We would instead expect that a Xapian::DatabaseCorruptError or similar would be thrown in this case.
We've confirmed that this happens with 1.4.24, on Linux, using the Glass backend in single-file mode. The Chert backend may be affected as well.
This issue was found by running the AFL++ fuzzer to generate corrupted single-file Glass database files.
Attachments (2)
Change History (8)
comment:1 by , 11 months ago
Milestone: | → 1.4.25 |
---|---|
Resolution: | → fixed |
Status: | new → closed |
comment:2 by , 11 months ago
Thanks for the quick response!
Is it expected that the patched code sets the level member first and then checks the value? When trying to confirm the fix with our test input, it looks like the following now happens:
- DatabaseCorruptError is now thrown as expected
- As part of unwinding, the GlassTable is destroyed
- As part of GlassTable's destructor, the close method is called
- As part of GlassTable::close, a loop similar to the one above runs through all cursors to destroy them
- This loop uses the impossible level value from the file to know how many levels there are, and we hit the same UB/segfault.
This may be easier to reproduce with a test file that is wildly out of range rather than just out of range.
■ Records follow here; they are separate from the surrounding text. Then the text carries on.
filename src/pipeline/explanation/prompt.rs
//! Grounded explainer prompt.

use super::types::ExplanationRequest;
use crate::pipeline::aggregation::PerceptionState;

const RULES: &str = "\
You are an assistant generating a grounded explanation of an automated visual inspection result.
You MUST follow these rules:
1) Use ONLY the information provided in the INPUT JSON. Do NOT invent new fields, values, numbers, entities, or conclusions.
2) If the INPUT JSON lacks enough evidence for a statement, write it as an assumption (in \"assumptions\") or a limitation (in \"limitations\").
3) If overall confidence is low OR there are warnings, you MUST mention uncertainty and recommend verification.
4) Output MUST be valid JSON matching exactly the OUTPUT SCHEMA below. No markdown. No extra keys. No extra text.";

const OUTPUT_SCHEMA: &str = r#"OUTPUT SCHEMA (exact keys):
{
  "explanation": string,
  "recommendation": string,
  "risk_level": "low" | "medium" | "high",
  "assumptions": [string, ...],
  "limitations": [string, ...]
}"#;

const RISK_GUIDANCE: &str = "\
RISK LEVEL GUIDANCE:
- \"low\": high confidence, few/no warnings, key fields present
- \"medium\": mixed confidence or some missing info/warnings
- \"high\": low confidence, many warnings, or critical info missing";

pub const STRICT_OUTPUT_REMINDER: &str = "IMPORTANT: Your previous answer did not match the OUTPUT SCHEMA. \
Return ONLY one JSON object with exactly the keys explanation, recommendation, risk_level, assumptions, limitations. \
No markdown. No extra text.";

/// Extra instruction describing how complete the perception result is.
fn state_instruction(state: PerceptionState) -> Option<&'static str> {
    match state {
        PerceptionState::Success => None,
        PerceptionState::Partial => Some(
            "NOTE: Part of the input could not be analyzed (see warnings). \
             Explain only what the successful parts show and state clearly that the result is incomplete.",
        ),
        PerceptionState::AllFailed => Some(
            "NOTE: The automated analysis produced no usable result. \
             Do NOT describe the content of the input. Explain that the analysis failed, \
             using only the warnings provided, and recommend how to proceed. Use risk_level \"high\".",
        ),
    }
}

pub fn grounded_prompt(request: &ExplanationRequest) -> String {
    let facts_json = serde_json::to_string_pretty(request.facts.as_ref())
        .unwrap_or_else(|_| request.facts.to_string());

    let mut prompt = format!(
        "{RULES}\n\n{OUTPUT_SCHEMA}\n\n{RISK_GUIDANCE}\n\nTASK TYPE: {}\nMODE: {}\n",
        request.task_type, request.mode
    );
    if let Some(note) = state_instruction(request.state) {
        prompt.push('\n');
        prompt.push_str(note);
        prompt.push('\n');
    }
    prompt.push_str("\nINPUT JSON:\n");
    prompt.push_str(&facts_json);
    if request.tightened {
        prompt.push_str("\n\n");
        prompt.push_str(STRICT_OUTPUT_REMINDER);
    }
    prompt
}

#[cfg(test)]
mod tests {
    use super::*;
    use std::sync::Arc;

    fn request(state: PerceptionState, tightened: bool) -> ExplanationRequest {
        ExplanationRequest {
            task_type: "document",
            mode: "document",
            state,
            facts: Arc::new(serde_json::json!({"finding": "Extracted 2 field(s)"})),
            attempt: 1,
            tightened,
        }
    }

    #[test]
    fn prompt_embeds_facts_and_schema() {
        let prompt = grounded_prompt(&request(PerceptionState::Success, false));
        assert!(prompt.contains("\"risk_level\": \"low\" | \"medium\" | \"high\""));
        assert!(prompt.contains("TASK TYPE: document"));
        assert!(prompt.ends_with("}"));
        assert!(prompt.contains("\"finding\": \"Extracted 2 field(s)\""));
        assert!(!prompt.contains("NOTE:"));
    }

    #[test]
    fn all_failed_prompt_asks_for_failure_description() {
        let prompt = grounded_prompt(&request(PerceptionState::AllFailed, false));
        assert!(prompt.contains("produced no usable result"));
    }

    #[test]
    fn tightened_prompt_restates_schema() {
        let prompt = grounded_prompt(&request(PerceptionState::Partial, true));
        assert!(prompt.contains("incomplete"));
        assert!(prompt.ends_with("No extra text."));
    }
}
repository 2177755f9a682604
pub mod metrics;

pub use metrics::*;
use super::parser::parse_grounded_output;
use super::prompt::grounded_prompt;
use super::types::{ExplanationAdapter, ExplanationRequest, RawExplanation};
use crate::pipeline::ollama::{ChatMessage, OllamaClient};
use crate::pipeline::AdapterError;

/// Grounded explainer backed by an Ollama text model.
pub struct OllamaExplainer {
    client: OllamaClient,
    model: String,
}

impl OllamaExplainer {
    pub fn new(client: OllamaClient, model: &str) -> Self {
        Self {
            client,
            model: model.to_string(),
        }
    }
}

impl ExplanationAdapter for OllamaExplainer {
    fn name(&self) -> &str {
        &self.model
    }

    fn call(&self, request: &ExplanationRequest) -> Result<RawExplanation, AdapterError> {
        let _span = tracing::info_span!(
            "explainer_call",
            model = %self.model,
            attempt = request.attempt,
            tightened = request.tightened,
        )
        .entered();

        let messages = [ChatMessage::user(grounded_prompt(request))];
        let text = self.client.chat(&self.model, &messages, true)?;
        parse_grounded_output(&text)
    }
}

#[cfg(test)]
mod tests {
    use super::*;
    use crate::pipeline::aggregation::PerceptionState;
    use crate::pipeline::policy::FailureKind;
    use std::sync::Arc;

    #[test]
    fn unreachable_server_is_transient() {
        let explainer = OllamaExplainer::new(OllamaClient::new("http://127.0.0.1:9", 2), "llama3");
        assert_eq!(explainer.name(), "llama3");
        let request = ExplanationRequest {
            task_type: "image",
            mode: "vlm",
            state: PerceptionState::Success,
            facts: Arc::new(serde_json::json!({})),
            attempt: 1,
            tightened: false,
        };
        let err = explainer.call(&request).unwrap_err();
        assert_eq!(explainer.classify_error(&err), FailureKind::TransientFailure);
    }
}
//! Perception: turning one image or page into a classified outcome.

pub mod types;
pub mod prompt;
pub mod parser;
pub mod invoker;
pub mod baseline;
pub mod ollama;
pub mod mock;

pub use types::*;
pub use invoker::*;
pub use baseline::{BaselineVisionAdapter, ImageClassifier};
pub use ollama::{OllamaDocumentAdapter, OllamaVlmAdapter};
pub use mock::{MockClassifier, MockDocumentAdapter, MockVlmAdapter};
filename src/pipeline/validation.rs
//! Pre-pipeline request validation and the error body returned to callers.
//!
//! These checks run before a `Pipeline` is entered; the pipelines themselves
//! never fail, so every `RequestError` originates here.

use serde::Serialize;
use thiserror::Error;

use super::perception::prompt::{DocumentHints, ExtractionStyle};
use super::perception::{AnalysisMode, UnitPayload};
use super::DocumentInput;
use crate::config::Settings;

const BYTES_PER_MB: u64 = 1024 * 1024;

pub const SUPPORTED_IMAGE_MIME: [&str; 2] = ["image/jpeg", "image/png"];

const PNG_SIGNATURE: &[u8] = &[0x89, b'P', b'N', b'G', b'\r', b'\n', 0x1a, b'\n'];
const JPEG_SIGNATURE: &[u8] = &[0xff, 0xd8, 0xff];

/// Structured error response body.
#[derive(Debug, Serialize)]
pub struct ErrorBody {
    pub error: ErrorDetail,
}

#[derive(Debug, Serialize)]
pub struct ErrorDetail {
    pub code: &'static str,
    pub message: String,
    pub request_id: Option<String>,
}

/// Request rejected before any analysis ran.
#[derive(Debug, Error, Clone, PartialEq, Eq)]
pub enum RequestError {
    #[error("{0}")]
    PayloadTooLarge(String),
    #[error("{0}")]
    UnprocessableInput(String),
    #[error("{0}")]
    UnsupportedFileType(String),
    #[error("{0}")]
    InvalidParameters(String),
}

impl RequestError {
    pub fn code(&self) -> &'static str {
        match self {
            RequestError::PayloadTooLarge(_) => "payload_too_large",
            RequestError::UnprocessableInput(_) => "unprocessable_input",
            RequestError::UnsupportedFileType(_) => "unsupported_file_type",
            RequestError::InvalidParameters(_) => "invalid_parameters",
        }
    }

    /// HTTP status an outer surface should answer with.
    pub fn status(&self) -> u16 {
        match self {
            RequestError::PayloadTooLarge(_) => 413,
            RequestError::UnprocessableInput(_) => 422,
            RequestError::UnsupportedFileType(_) | RequestError::InvalidParameters(_) => 400,
        }
    }

    pub fn to_body(&self, request_id: Option<&str>) -> ErrorBody {
        ErrorBody {
            error: ErrorDetail {
                code: self.code(),
                message: self.to_string(),
                request_id: request_id.map(str::to_string),
            },
        }
    }
}

/// Size and page limits applied to incoming requests.
#[derive(Debug, Clone, Copy, PartialEq, Eq)]
pub struct RequestLimits {
    pub max_image_mb: u64,
    pub max_document_mb: u64,
    pub max_pages: usize,
}

impl Default for RequestLimits {
    fn default() -> Self {
        Self {
            max_image_mb: 10,
            max_document_mb: 20,
            max_pages: 10,
        }
    }
}

impl RequestLimits {
    pub fn from_settings(settings: &Settings) -> Self {
        Self {
            max_image_mb: settings.max_image_mb,
            max_document_mb: settings.max_document_mb,
            max_pages: settings.max_pdf_pages,
        }
    }

    /// Validate one uploaded image and wrap it as a payload.
    pub fn check_image(&self, bytes: Vec<u8>, mime_type: &str) -> Result<UnitPayload, RequestError> {
        let mime_type = mime_type.trim().to_ascii_lowercase();
        if !SUPPORTED_IMAGE_MIME.contains(&mime_type.as_str()) {
            return Err(RequestError::UnsupportedFileType(format!(
                "Unsupported content_type={mime_type}"
            )));
        }
        if bytes.len() as u64 > self.max_image_mb * BYTES_PER_MB {
            return Err(RequestError::PayloadTooLarge(format!(
                "Image exceeds max size of {}MB",
                self.max_image_mb
            )));
        }
        let signature = if mime_type == "image/png" {
            PNG_SIGNATURE
        } else {
            JPEG_SIGNATURE
        };
        if !bytes.starts_with(signature) {
            return Err(RequestError::UnprocessableInput(
                "Invalid or corrupted image".into(),
            ));
        }
        Ok(UnitPayload::new(bytes, mime_type))
    }

    /// Validate already-rendered document pages against the size and page limits.
    pub fn check_document(&self, pages: &[UnitPayload]) -> Result<(), RequestError> {
        if pages.is_empty() || pages.iter().any(UnitPayload::is_empty) {
            return Err(RequestError::UnprocessableInput(
                "Document contains no readable pages".into(),
            ));
        }
        let total: u64 = pages.iter().map(|p| p.len() as u64).sum();
        if total > self.max_document_mb * BYTES_PER_MB {
            return Err(RequestError::PayloadTooLarge(format!(
                "Document exceeds max size of {}MB",
                self.max_document_mb
            )));
        }
        Ok(())
    }

    /// Validate a whole document request: pages, optional page limit and
    /// optional extraction mode (default `full`).
    pub fn check_document_request(
        &self,
        pages: Vec<UnitPayload>,
        max_pages: Option<i64>,
        mode: Option<&str>,
        hints: DocumentHints,
    ) -> Result<DocumentInput, RequestError> {
        self.check_document(&pages)?;
        let max_pages = max_pages.map_or(Ok(self.max_pages), |n| self.check_max_pages(n))?;
        let style = mode.map_or(Ok(ExtractionStyle::default()), parse_document_mode)?;
        Ok(DocumentInput {
            pages,
            max_pages,
            style,
            hints,
        })
    }

    /// Caller-supplied page limit, capped by the configured one.
    pub fn check_max_pages(&self, requested: i64) -> Result<usize, RequestError> {
        if requested <= 0 {
            return Err(RequestError::InvalidParameters(
                "max_pages must be a positive integer".into(),
            ));
        }
        Ok(usize::try_from(requested).map_or(self.max_pages, |n| n.min(self.max_pages)))
    }
}

/// Image analysis mode from its wire name.
pub fn parse_image_mode(value: &str) -> Result<AnalysisMode, RequestError> {
    match value.trim().to_ascii_lowercase().as_str() {
        "vlm" => Ok(AnalysisMode::Vlm),
        "baseline" => Ok(AnalysisMode::Baseline),
        other => Err(RequestError::InvalidParameters(format!(
            "mode must be one of: vlm, baseline (got '{other}')"
        ))),
    }
}

pub fn parse_document_mode(value: &str) -> Result<ExtractionStyle, RequestError> {
    ExtractionStyle::parse(value).ok_or_else(|| {
        RequestError::InvalidParameters("mode must be one of: fast, full".into())
    })
}

#[cfg(test)]
mod tests {
    use super::*;

    fn png(len: usize) -> Vec<u8> {
        let mut bytes = PNG_SIGNATURE.to_vec();
        bytes.resize(len.max(PNG_SIGNATURE.len()), 0);
        bytes
    }

    #[test]
    fn oversized_image_is_payload_too_large() {
        let limits = RequestLimits {
            max_image_mb: 1,
            ..RequestLimits::default()
        };
        let err = limits
            .check_image(png(BYTES_PER_MB as usize + 1), "image/png")
            .unwrap_err();
        assert_eq!(err.code(), "payload_too_large");
        assert_eq!(err.status(), 413);
        assert_eq!(err.to_string(), "Image exceeds max size of 1MB");
    }

    #[test]
    fn corrupted_image_is_unprocessable() {
        let err = RequestLimits::default()
            .check_image(b"not an image".to_vec(), "image/jpeg")
            .unwrap_err();
        assert_eq!(err.code(), "unprocessable_input");
        assert_eq!(err.status(), 422);
    }

    #[test]
    fn unsupported_mime_is_rejected() {
        let err = RequestLimits::default()
            .check_image(png(32), "image/gif")
            .unwrap_err();
        assert_eq!(err.code(), "unsupported_file_type");
    }

    #[test]
    fn valid_png_becomes_payload() {
        let payload = RequestLimits::default()
            .check_image(png(64), "IMAGE/PNG")
            .unwrap();
        assert_eq!(payload.mime_type(), "image/png");
        assert_eq!(payload.len(), 64);
    }

    #[test]
    fn document_checks() {
        let limits = RequestLimits {
            max_document_mb: 1,
            ..RequestLimits::default()
        };
        assert_eq!(
            limits.check_document(&[]).unwrap_err().code(),
            "unprocessable_input"
        );
        let big = vec![
            UnitPayload::png(vec![0u8; 600 * 1024]),
            UnitPayload::png(vec![0u8; 600 * 1024]),
        ];
        assert_eq!(
            limits.check_document(&big).unwrap_err().code(),
            "payload_too_large"
        );
        assert!(limits.check_document(&big[..1]).is_ok());
    }

    #[test]
    fn document_request_carries_mode_and_hints() {
        let limits = RequestLimits::default();
        let pages = vec![UnitPayload::png(vec![1u8; 8]), UnitPayload::png(vec![2u8; 8])];
        let hints = DocumentHints::new(Some("invoice".into()), vec!["total".into()]);

        let input = limits
            .check_document_request(pages.clone(), Some(1), Some("fast"), hints.clone())
            .unwrap();
        assert_eq!(input.style, ExtractionStyle::Fast);
        assert_eq!(input.max_pages, 1);
        assert_eq!(input.hints, hints);

        let input = limits
            .check_document_request(pages.clone(), None, None, DocumentHints::default())
            .unwrap();
        assert_eq!(input.style, ExtractionStyle::Full);
        assert_eq!(input.max_pages, 10);

        let err = limits
            .check_document_request(pages, None, Some("turbo"), DocumentHints::default())
            .unwrap_err();
        assert_eq!(err.to_string(), "mode must be one of: fast, full");
    }

    #[test]
    fn max_pages_must_be_positive_and_is_capped() {
        let limits = RequestLimits::default();
        assert_eq!(
            limits.check_max_pages(0).unwrap_err().code(),
            "invalid_parameters"
        );
        assert!(limits.check_max_pages(-3).is_err());
        assert_eq!(limits.check_max_pages(4).unwrap(), 4);
        assert_eq!(limits.check_max_pages(500).unwrap(), 10);
    }

    #[test]
    fn modes_parse() {
        assert_eq!(parse_image_mode("VLM").unwrap(), AnalysisMode::Vlm);
        assert_eq!(parse_image_mode("baseline").unwrap(), AnalysisMode::Baseline);
        assert!(parse_image_mode("document").is_err());
        assert_eq!(parse_document_mode("fast").unwrap(), ExtractionStyle::Fast);
        assert_eq!(
            parse_document_mode("turbo").unwrap_err().code(),
            "invalid_parameters"
        );
    }

    #[test]
    fn error_body_shape() {
        let body = RequestError::PayloadTooLarge("too big".into()).to_body(Some("req-1"));
        let json = serde_json::to_value(&body).unwrap();
        assert_eq!(
            json,
            serde_json::json!({
                "error": {"code": "payload_too_large", "message": "too big", "request_id": "req-1"}
            })
        );
        let anonymous = serde_json::to_value(RequestError::InvalidParameters("x".into()).to_body(None))
            .unwrap();
        assert!(anonymous["error"]["request_id"].is_null());
    }
}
comment:3 by , 11 months ago
Resolution: | fixed |
---|---|
Status: | closed → reopened |
This may be easier to reproduce with a test file that is wildly out of range rather than just out of range.
FWIW my logic for picking the first "just wrong" value was to catch if the check added to the code was at the wrong threshold.
Your reasoning looks correct, but I'm surprised CI didn't catch this as it runs a build (and the testsuite) using ubsan. I can see valgrind not spotted a small overrun as there are members after this array in the class and valgrind works on already compiled code so likely only sees the allocated block, but ubsan should be able to add checks based on the actual members.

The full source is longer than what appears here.